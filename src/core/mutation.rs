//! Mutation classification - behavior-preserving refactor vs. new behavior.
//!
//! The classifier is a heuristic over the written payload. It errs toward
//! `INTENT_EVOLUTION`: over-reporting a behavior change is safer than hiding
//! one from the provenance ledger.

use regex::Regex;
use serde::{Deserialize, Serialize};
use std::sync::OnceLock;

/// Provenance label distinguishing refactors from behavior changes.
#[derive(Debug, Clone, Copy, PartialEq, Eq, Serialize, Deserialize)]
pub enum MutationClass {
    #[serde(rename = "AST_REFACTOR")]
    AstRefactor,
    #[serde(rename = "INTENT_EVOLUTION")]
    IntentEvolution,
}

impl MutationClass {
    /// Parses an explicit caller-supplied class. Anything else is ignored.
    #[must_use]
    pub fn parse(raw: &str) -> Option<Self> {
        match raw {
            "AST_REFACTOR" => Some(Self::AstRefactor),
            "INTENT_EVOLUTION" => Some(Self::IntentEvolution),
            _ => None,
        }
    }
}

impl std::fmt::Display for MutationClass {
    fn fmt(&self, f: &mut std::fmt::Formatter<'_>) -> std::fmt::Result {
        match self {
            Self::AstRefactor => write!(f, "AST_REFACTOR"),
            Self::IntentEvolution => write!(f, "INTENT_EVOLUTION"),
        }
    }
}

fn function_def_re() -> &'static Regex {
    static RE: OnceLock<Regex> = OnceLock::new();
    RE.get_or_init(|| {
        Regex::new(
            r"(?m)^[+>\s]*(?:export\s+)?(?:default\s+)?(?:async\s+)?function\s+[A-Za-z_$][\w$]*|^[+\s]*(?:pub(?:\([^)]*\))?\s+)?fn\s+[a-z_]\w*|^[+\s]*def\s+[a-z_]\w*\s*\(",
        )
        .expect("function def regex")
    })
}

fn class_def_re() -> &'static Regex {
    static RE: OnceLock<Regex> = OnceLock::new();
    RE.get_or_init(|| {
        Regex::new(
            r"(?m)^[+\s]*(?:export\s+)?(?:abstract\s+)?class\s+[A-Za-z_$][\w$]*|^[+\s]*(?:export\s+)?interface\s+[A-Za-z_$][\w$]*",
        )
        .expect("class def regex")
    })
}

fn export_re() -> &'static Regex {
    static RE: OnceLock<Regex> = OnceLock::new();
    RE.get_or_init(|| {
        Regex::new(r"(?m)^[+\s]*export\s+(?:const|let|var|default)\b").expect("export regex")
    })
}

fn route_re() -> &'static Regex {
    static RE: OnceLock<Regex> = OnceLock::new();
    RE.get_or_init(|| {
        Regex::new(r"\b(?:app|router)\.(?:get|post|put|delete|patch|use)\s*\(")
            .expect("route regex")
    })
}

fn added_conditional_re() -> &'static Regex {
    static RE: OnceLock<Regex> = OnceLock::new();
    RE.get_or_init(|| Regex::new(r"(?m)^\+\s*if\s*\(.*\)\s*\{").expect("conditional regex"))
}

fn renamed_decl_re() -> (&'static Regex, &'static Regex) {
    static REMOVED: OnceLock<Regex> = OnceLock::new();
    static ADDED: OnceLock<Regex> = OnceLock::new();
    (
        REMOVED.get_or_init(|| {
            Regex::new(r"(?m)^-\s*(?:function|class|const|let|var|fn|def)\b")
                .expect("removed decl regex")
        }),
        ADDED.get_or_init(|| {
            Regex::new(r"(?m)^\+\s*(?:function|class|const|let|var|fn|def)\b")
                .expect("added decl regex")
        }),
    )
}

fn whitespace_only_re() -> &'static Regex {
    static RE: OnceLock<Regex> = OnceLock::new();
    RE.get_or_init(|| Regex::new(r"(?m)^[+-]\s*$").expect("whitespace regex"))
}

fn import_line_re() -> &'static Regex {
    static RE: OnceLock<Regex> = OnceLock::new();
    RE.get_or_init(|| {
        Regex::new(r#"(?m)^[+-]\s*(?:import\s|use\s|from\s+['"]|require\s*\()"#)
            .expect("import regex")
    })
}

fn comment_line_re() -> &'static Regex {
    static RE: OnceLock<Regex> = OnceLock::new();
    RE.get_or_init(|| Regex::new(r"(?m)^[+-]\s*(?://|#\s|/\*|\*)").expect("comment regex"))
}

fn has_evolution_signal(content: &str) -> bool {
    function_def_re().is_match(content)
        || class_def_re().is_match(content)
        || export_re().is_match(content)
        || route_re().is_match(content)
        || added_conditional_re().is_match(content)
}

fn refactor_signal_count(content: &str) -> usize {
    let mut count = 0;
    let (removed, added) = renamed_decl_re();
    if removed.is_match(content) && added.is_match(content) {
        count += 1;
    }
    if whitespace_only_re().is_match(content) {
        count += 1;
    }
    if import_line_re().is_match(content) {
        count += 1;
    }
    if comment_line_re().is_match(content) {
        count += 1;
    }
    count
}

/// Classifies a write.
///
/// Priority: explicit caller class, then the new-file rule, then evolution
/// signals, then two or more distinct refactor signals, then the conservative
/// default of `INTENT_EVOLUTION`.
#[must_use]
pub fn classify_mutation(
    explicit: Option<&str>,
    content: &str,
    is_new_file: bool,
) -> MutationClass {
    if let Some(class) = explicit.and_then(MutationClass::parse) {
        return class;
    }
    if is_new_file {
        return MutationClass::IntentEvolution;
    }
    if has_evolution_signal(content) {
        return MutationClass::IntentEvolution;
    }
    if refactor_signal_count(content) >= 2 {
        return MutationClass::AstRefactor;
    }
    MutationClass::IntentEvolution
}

*-*-*

What is needed: How many lines above include the word "const"? Answer with the number alone.

Exercise result: 3